![]() |
Foto: MA bersama Pengacara Ade Firman. |
Bukittinggi - Pasca pemeriksaan lanjutan korban terduga pelaku issue inses (hubungan sex sedarah) yang dituduh oleh Walikota Bukittinggi, Erman Safar, inisial MA di Instansi Penerima Wajib Lapor (IPWL) Agam Solid oleh Polresta Bukittinggi, Rabu kemarin (28/06), akhirnya diamankan kembali ke rumah oleh Pamannya (pihak keluarga) yang baru saja datang dari Pulau Batam.
Tujuan dibawa MA kembali ke rumah oleh Pamannya untuk diamankan agar tidak terjadi eksploitasi oleh pihak-pihak yang tidak bertanggung jawab karena kasusnya sudah viral dan mendunia.

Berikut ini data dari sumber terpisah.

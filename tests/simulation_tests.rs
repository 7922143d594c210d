// Copyright 2026 Hypermesh Foundation. All rights reserved.
// Cyberwheel Simulation Core - Scenario Tests

#[cfg(test)]
mod tests {
    use std::collections::BTreeSet;

    use cyberwheel_sim::detectors::{Alert, DetectorGraphConfig, DetectorHandler, HostRef};
    use cyberwheel_sim::network::{FirewallRule, HostType, PortSelector, ProtoSelector};
    use cyberwheel_sim::red::{ArtAgent, DfsImpact, KillChainPhase, ServerDowntime, TechniqueCatalog};
    use cyberwheel_sim::types::Protocol;
    use cyberwheel_sim::{seeded_rng, EnvConfig, Network, NetworkConfig, Simulation};

    fn init_tracing() {
        let _ = tracing_subscriber::fmt()
            .with_env_filter(tracing_subscriber::EnvFilter::from_default_env())
            .with_test_writer()
            .try_init();
    }

    fn example_network(seed: u64) -> Network {
        let config = NetworkConfig::example().expect("test: example config");
        Network::from_config(&config, &mut seeded_rng(seed)).expect("test: example network")
    }

    fn action_index(sim: &Simulation, name: &str) -> i64 {
        (0..sim.action_space_size() as i64)
            .find(|i| sim.blue_agent().action_name(*i).as_deref() == Some(name))
            .expect("test: action present")
    }

    // =====================================================================
    // Network invariants
    // =====================================================================

    #[test]
    fn test_isolate_then_reconnect_restores_every_edge() {
        let mut net = example_network(1);
        let before = net.edges();
        for host in net.host_names() {
            net.isolate(&host).expect("test: isolate");
            assert_eq!(net.neighbors(&host).count(), 0, "{host} still has edges");
            net.reconnect(&host).expect("test: reconnect");
            assert_eq!(net.edges(), before, "{host} round trip changed the graph");
        }
    }

    #[test]
    fn test_decoy_create_and_remove_returns_the_address() {
        let mut net = example_network(2);
        let mut rng = seeded_rng(2);
        let available = |n: &Network| n.subnet("server_subnet").map(|s| s.pool.available()).expect("test: subnet");
        let start = available(&net);

        net.create_decoy("bait", "server_subnet", HostType::new("decoy_server", "linux"), &mut rng)
            .expect("test: create");
        assert_eq!(available(&net), start - 1);
        assert_eq!(net.num_decoys(), 1);

        net.remove_decoy("bait").expect("test: remove");
        assert_eq!(available(&net), start);
        assert_eq!(net.num_decoys(), 0);
        assert!(!net.contains("bait"));
    }

    #[test]
    fn test_firewall_verdict_is_stable_and_most_specific() {
        let mut net = example_network(3);
        let s0 = net.host_mut("s0").expect("test: s0");
        s0.firewall_rules = Some(vec![
            FirewallRule::allow("ssh", "user_subnet", PortSelector::Port(22), ProtoSelector::Proto(Protocol::Tcp)),
            FirewallRule::deny("block-h1", "h1", PortSelector::All, ProtoSelector::All),
        ]);

        for _ in 0..5 {
            assert!(net.is_traffic_allowed("h0", "s0", Some(22), "tcp").expect("test: verdict"));
            assert!(!net.is_traffic_allowed("h0", "s0", Some(80), "tcp").expect("test: verdict"));
            assert!(!net.is_traffic_allowed("h1", "s0", Some(22), "tcp").expect("test: verdict"));
        }
        // no rules on s1
        assert!(net.is_traffic_allowed("h1", "s1", Some(445), "tcp").expect("test: verdict"));
    }

    // =====================================================================
    // Attacker scenarios
    // =====================================================================

    #[test]
    fn test_dfs_attacker_impacts_its_entry_host() {
        init_tracing();
        let mut net = example_network(4);
        let mut rng = seeded_rng(4);
        let catalog = TechniqueCatalog::builtin().expect("test: catalog");
        let mut red = ArtAgent::new("h0", &net, None, Box::new(DfsImpact), catalog).expect("test: agent");

        let phases: Vec<Option<KillChainPhase>> =
            (0..5).map(|_| red.act(&mut net, &mut rng).expect("test: act")).collect();
        assert_eq!(
            phases,
            vec![
                Some(KillChainPhase::PingSweep),
                Some(KillChainPhase::PortScan),
                Some(KillChainPhase::Discovery),
                Some(KillChainPhase::PrivilegeEscalation),
                Some(KillChainPhase::Impact),
            ]
        );
        let h0 = red.history().host("h0").expect("test: h0 known");
        assert!(h0.impacted);
        assert_eq!(h0.last_step, 2);
        assert_eq!(net.is_compromised("h0"), Some(true));
    }

    #[test]
    fn test_attacker_on_isolated_host_cannot_move() {
        let mut net = example_network(5);
        let mut rng = seeded_rng(5);
        let catalog = TechniqueCatalog::builtin().expect("test: catalog");
        let mut red = ArtAgent::new("h1", &net, None, Box::new(ServerDowntime), catalog).expect("test: agent");

        red.run_action(&mut net, "h1", &mut rng).expect("test: sweep");
        red.run_action(&mut net, "h0", &mut rng).expect("test: scan");
        net.isolate("h1").expect("test: isolate");

        let moved = red.run_action(&mut net, "h0", &mut rng).expect("test: move");
        assert_eq!(moved.phase, Some(KillChainPhase::LateralMovement));
        assert!(!moved.attack_success);
        assert_eq!(red.current_host(), "h1");
    }

    // =====================================================================
    // Detectors
    // =====================================================================

    fn alert_to(dst: HostRef) -> Alert {
        let mut alert = Alert::new(Some(HostRef::new("h0")), vec![dst]);
        alert.add_technique("T1021");
        alert
    }

    #[test]
    fn test_perfect_detector_is_identity() {
        let mut handler =
            DetectorHandler::from_config(&DetectorGraphConfig::builtin("perfect").expect("test: config"))
                .expect("test: graph");
        let mut rng = seeded_rng(6);
        let alerts = vec![alert_to(HostRef::new("s0")), alert_to(HostRef::new("d1"))];
        assert_eq!(handler.obs(&alerts, &mut rng), alerts);
    }

    #[test]
    fn test_decoy_detector_only_sees_decoy_traffic() {
        let mut handler =
            DetectorHandler::from_config(&DetectorGraphConfig::builtin("decoy").expect("test: config"))
                .expect("test: graph");
        let mut rng = seeded_rng(7);
        let bait = HostRef {
            decoy: true,
            ..HostRef::new("bait")
        };

        assert!(handler.obs(&[alert_to(HostRef::new("s0"))], &mut rng).is_empty());
        handler.reset();

        let seen = handler.obs(&[alert_to(bait.clone())], &mut rng);
        assert_eq!(seen.len(), 1);
        assert_eq!(seen[0].dst_hosts, vec![bait]);
        assert!(seen[0].techniques.contains("T1021"));
    }

    // =====================================================================
    // Environment
    // =====================================================================

    #[test]
    fn test_reset_clears_decoys_and_restores_graph() {
        init_tracing();
        let net = example_network(8);
        let edges = net.edges();
        let hosts: BTreeSet<String> = net.host_names().into_iter().collect();
        let mut sim = Simulation::new(
            net,
            EnvConfig {
                seed: Some(8),
                ..EnvConfig::default()
            },
        )
        .expect("test: simulation");
        sim.reset(None).expect("test: reset");

        let deploy = action_index(&sim, "deploy_decoy_server");
        let isolate = action_index(&sim, "isolate_host");
        sim.step(deploy).expect("test: deploy");
        assert_eq!(sim.network().num_decoys(), 1);
        sim.step(isolate).expect("test: isolate");
        assert!(!sim.network().isolated_hosts().is_empty());

        for _ in 0..2 {
            let obs = sim.reset(None).expect("test: reset");
            assert!(obs.iter().all(|v| *v == 0.0));
            assert_eq!(sim.network().num_decoys(), 0);
            assert!(sim.network().isolated_hosts().is_empty());
            assert_eq!(sim.network().edges(), edges);
            let now: BTreeSet<String> = sim.network().host_names().into_iter().collect();
            assert_eq!(now, hosts);
            assert_eq!(sim.current_step(), 0);
        }
    }

    #[test]
    fn test_same_seed_same_episode() {
        let run = || {
            let mut sim = Simulation::new(
                example_network(9),
                EnvConfig {
                    seed: Some(9),
                    evaluation: true,
                    max_steps: 12,
                    ..EnvConfig::default()
                },
            )
            .expect("test: simulation");
            sim.reset(Some(9)).expect("test: reset");
            let size = sim.action_space_size() as i64;
            (0..12)
                .map(|i| sim.step((i * 7) % size).expect("test: step"))
                .collect::<Vec<_>>()
        };

        let first = run();
        let second = run();
        assert_eq!(first, second);
        assert!(first.last().is_some_and(|r| r.done));
        assert!(first.iter().all(|r| r.observation.len() == 12));
    }

    #[test]
    fn test_observation_history_is_sticky() {
        let mut sim = Simulation::new(
            example_network(10),
            EnvConfig {
                seed: Some(10),
                strategy: "dfs_impact".parse().expect("test: strategy"),
                ..EnvConfig::default()
            },
        )
        .expect("test: simulation");
        sim.reset(None).expect("test: reset");
        let nothing = action_index(&sim, "nothing");

        let mut previous = vec![0.0_f32; sim.observation_size()];
        for _ in 0..10 {
            let result = sim.step(nothing).expect("test: step");
            let half = result.observation.len() / 2;
            for i in half..result.observation.len() {
                assert!(result.observation[i] >= previous[i], "history slot {i} cleared");
                assert!(result.observation[i] >= result.observation[i - half]);
            }
            previous = result.observation;
        }
        // the perfect detector reports every attacker action against a real host
        assert!(previous.iter().any(|v| *v == 1.0));
    }
}
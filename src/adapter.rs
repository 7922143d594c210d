// Copyright 2026 Hypermesh Foundation. All rights reserved.
// Cyberwheel Simulation Core - Trainer Boundary Adapter

//! Conversions between the trainer's `f64`/`f32` world and the simulation's
//! `Decimal` reward accounting.

use num_traits::ToPrimitive;
use rust_decimal::Decimal;

/// Convert Decimal to f64.
pub fn from_decimal(d: Decimal) -> f64 {
    d.to_f64().unwrap_or(0.0)
}

/// Scalar reward handed back from `step`.
pub fn reward_to_f64(reward: Decimal) -> f64 {
    from_decimal(reward)
}

/// Step counts enter reward arithmetic as Decimals.
pub fn steps_to_decimal(steps: u64) -> Decimal {
    Decimal::from(steps)
}

/// Observation bits as the trainer consumes them.
pub fn flags_to_f32(flags: &[bool]) -> Vec<f32> {
    flags.iter().map(|&f| if f { 1.0 } else { 0.0 }).collect()
}

#[cfg(test)]
mod tests {
    use super::*;
    use rust_decimal_macros::dec;

    #[test]
    fn rewards_convert_exactly() {
        assert_eq!(from_decimal(dec!(2.5)), 2.5);
        assert_eq!(reward_to_f64(dec!(-8)), -8.0);
        assert_eq!(reward_to_f64(Decimal::ZERO), 0.0);
    }

    #[test]
    fn flags_become_unit_floats() {
        assert_eq!(flags_to_f32(&[true, false, true]), vec![1.0, 0.0, 1.0]);
        assert_eq!(steps_to_decimal(100) - steps_to_decimal(7), dec!(93));
    }
}
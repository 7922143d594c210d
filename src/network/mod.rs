// Copyright 2026 Hypermesh Foundation. All rights reserved.
// Cyberwheel Simulation Core - Network Model

//! Topology, addressing, firewall evaluation and routing.
//!
//! [`Network`] owns every router, subnet and host by name and keeps an
//! undirected adjacency graph between them. Edges removed through
//! [`Network::disconnect`] or [`Network::isolate`] are recorded so
//! [`Network::reset`] can put the topology back.

pub mod address;
pub mod config;
pub mod firewall;
pub mod host;
pub mod routing;
pub mod service;
pub mod subnet;

use std::collections::{BTreeMap, BTreeSet, VecDeque};
use std::net::IpAddr;

use rand::seq::SliceRandom;
use rand::Rng;
use serde::{Deserialize, Serialize};
use tracing::{debug, warn};

pub use address::AddressPool;
pub use config::NetworkConfig;
pub use firewall::{FirewallRule, PortSelector, ProtoSelector, RuleAction, TrafficSource};
pub use host::{Command, Host, HostType, HostTypeConfig, Process};
pub use routing::{Route, RouteTable};
pub use service::{Service, ServiceConfig};
pub use subnet::{Router, Subnet};

use crate::types::Protocol;

// ---------------------------------------------------------------------------
// Errors
// ---------------------------------------------------------------------------

#[derive(Debug, thiserror::Error)]
pub enum NetworkError {
    #[error("unknown network node '{0}'")]
    UnknownNode(String),

    #[error("network node '{0}' already exists")]
    DuplicateNode(String),

    #[error("'{0}' is not a host")]
    NotAHost(String),

    #[error("'{0}' is not a subnet")]
    NotASubnet(String),

    #[error("'{0}' is not a router")]
    NotARouter(String),

    #[error("host '{0}' is not a decoy")]
    NotADecoy(String),

    #[error("no edge between '{0}' and '{1}'")]
    MissingEdge(String, String),

    #[error("subnet '{0}' has no free addresses")]
    AddressPoolExhausted(String),

    #[error("address {ip} is not available in subnet '{subnet}'")]
    AddressUnavailable { subnet: String, ip: IpAddr },

    #[error("invalid address '{0}'")]
    InvalidAddress(String),

    #[error("{0} is not a valid port number")]
    InvalidPort(String),

    #[error("invalid protocol '{0}': expected tcp, udp or icmp")]
    InvalidProtocol(String),

    #[error("invalid privilege '{0}': expected user or root")]
    InvalidPrivilege(String),

    #[error("host type '{0}' not found")]
    HostTypeNotFound(String),
}

impl NetworkError {
    pub fn is_structural(&self) -> bool {
        !matches!(
            self,
            NetworkError::InvalidAddress(_)
                | NetworkError::InvalidPort(_)
                | NetworkError::InvalidProtocol(_)
                | NetworkError::InvalidPrivilege(_)
                | NetworkError::HostTypeNotFound(_)
        )
    }
}

// ---------------------------------------------------------------------------
// Types
// ---------------------------------------------------------------------------

#[derive(Debug, Clone, Copy, PartialEq, Eq, Serialize, Deserialize)]
pub enum NodeKind {
    Host,
    Subnet,
    Router,
}

/// Optional extras when leasing a host into a subnet.
#[derive(Debug, Clone, Default)]
pub struct HostOptions {
    pub firewall_rules: Option<Vec<FirewallRule>>,
    pub services: Vec<Service>,
    pub interfaces: Vec<String>,
    pub routes: Vec<Route>,
    /// Static address instead of a random lease.
    pub ip: Option<IpAddr>,
    pub decoy: bool,
}

// ---------------------------------------------------------------------------
// Network
// ---------------------------------------------------------------------------

#[derive(Debug, Clone, Default, Serialize, Deserialize)]
pub struct Network {
    pub name: String,
    routers: BTreeMap<String, Router>,
    subnets: BTreeMap<String, Subnet>,
    hosts: BTreeMap<String, Host>,
    router_order: Vec<String>,
    subnet_order: Vec<String>,
    host_order: Vec<String>,
    adjacency: BTreeMap<String, BTreeSet<String>>,
    /// Edges removed since the last reset, in removal order.
    disconnected: Vec<(String, String)>,
    /// Neighbors each isolated host had when it was isolated.
    severed: BTreeMap<String, Vec<String>>,
    decoys: Vec<String>,
}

Hal tersebut disampaikan oleh Zulhefrimen (Lujur) Kuasa Hukum keluarga korban issue inses (EY) dan (MA) pada Kamis, (29/06) di Kota Bukittinggi.
"Sebelumnya 1 hari yang lalu, memang telah terjadi pemeriksaan terhadap MA dan Pengelola IPWL di Parik Putuih, Kab. Agam yang sempat terjadi selisih paham disana. Hal tersebut karena pihak keluarga, kuasa hukum, ninik mamak dan parik paga tidak diberi tahu oleh penyidik," kata Zulhefrimen.
Lanjut Lujur, padahal sebelumnya telah diberi tau oleh Kasat Reskrim Polresta Bukittinggi bahwa setiap pemeriksaan terhadap anak akan diberitahu, didampingi oleh pihak keluarga, kuasa hukum dan psikolog.
"Hal itu yang tidak kita terima pada saat di IPWL dan sempat terjadi perselisihan pendapat," tegas Lujur.
Hal yang sama juga disampaikan oleh Ade Firman diruang berbeda, salah seorang pengacara keluarga korban dan pengacara Ninik Mamak yang melakukan gugatan terhadap Walikota Bukittinggi.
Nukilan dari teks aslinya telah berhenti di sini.